Review Date: 2007-10-10
Mesa Verde, Chaco Canyon, and Wuptaki are three of the best known of the Indian ruins that dot the landscape in the high desert country of New Mexico, Arizona, Colorado, and Utah. To this day it is difficult to comprehend how these Indians thrived in a region of short hot summers, little rain, and poor soil -- and not only fed themselves but left behind spectacular monumental buildings. Adding to the mystery is their sudden abandonment of their major sites in the 1100s and 1200s.

The author surveys the knowledge and theories about the ancient peoples who became the modern day Pueblo Indians.

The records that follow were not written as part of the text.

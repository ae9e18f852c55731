//! Webhook outbox domain logic.
//!
//! - `event` - payload envelopes enqueued by business operations
//! - `job` - job statuses and the transitions the worker applies
//! - `retry` - bounded exponential backoff
//! - `signature` - HMAC-SHA256 body signing

pub mod event;
pub mod job;
pub mod retry;
pub mod signature;

#[cfg(test)]
mod retry_props;

pub use event::{PaymentSucceeded, TransferCompleted, WebhookEvent, event_type};
pub use job::{
    DeliveryError, FailureReason, JobStatus, JobTransition, after_delivery, malformed_payload,
};
pub use retry::{RetryDecision, RetryPolicy};
pub use signature::{SIGNATURE_HEADER, WebhookSigner};
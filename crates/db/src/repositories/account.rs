//! Account repository for wallet and merchant account operations.

use chrono::Utc;
use paylane_core::ledger::{Account, validate_owner_name};
use paylane_shared::types::{AccountId, Currency};
use sea_orm::{ActiveModelTrait, ConnectionTrait, DatabaseConnection, DbErr, EntityTrait, Set};
use tracing::info;

use crate::entities::accounts;
use crate::repositories::PostingError;

/// Account repository.
#[derive(Debug, Clone)]
pub struct AccountRepository {
    db: DatabaseConnection,
}

impl AccountRepository {
    /// Creates a new account repository.
    #[must_use]
    pub const fn new(db: DatabaseConnection) -> Self {
        Self { db }
    }

    /// Opens an account with a zero balance.
    pub async fn create(
        &self,
        owner_name: &str,
        currency: Currency,
    ) -> Result<Account, PostingError> {
        Self::create_within(&self.db, owner_name, currency).await
    }

    /// Finds an account by ID.
    pub async fn find(&self, id: AccountId) -> Result<Option<Account>, DbErr> {
        Self::find_within(&self.db, id).await
    }

    /// Opens an account on `conn`.
    pub async fn create_within<C>(
        conn: &C,
        owner_name: &str,
        currency: Currency,
    ) -> Result<Account, PostingError>
    where
        C: ConnectionTrait,
    {
        validate_owner_name(owner_name)?;

        let account = accounts::ActiveModel {
            id: Set(AccountId::new().into_inner()),
            owner_name: Set(owner_name.trim().to_string()),
            balance: Set(0),
            currency: Set(currency.into()),
            created_at: Set(Utc::now().into()),
        }
        .insert(conn)
        .await?;

        info!(account_id = %account.id, currency = %currency, "Account created");
        Ok(account.into())
    }

    /// Finds an account by ID on `conn`.
    pub async fn find_within<C>(conn: &C, id: AccountId) -> Result<Option<Account>, DbErr>
    where
        C: ConnectionTrait,
    {
        Ok(accounts::Entity::find_by_id(id.into_inner())
            .one(conn)
            .await?
            .map(Account::from))
    }
}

He follows the development of the Anasazi and Mogollon traditions from their beginnings thousands of years ago until the 1700s, after the arrival of the Spaniards. The book is illustrated with more than 100 photos, maps, and charts and 25 sidebars that take up interesting topics such as cannibalism, construction methods, domestic animals, ballcourts, burials, and leadership. The emphasis is on thoroughness as the author briefly describes the findings and gives a hearing to the theories of hundreds of archaeologists and other scholars. The bibliography runs to more than 30 pages.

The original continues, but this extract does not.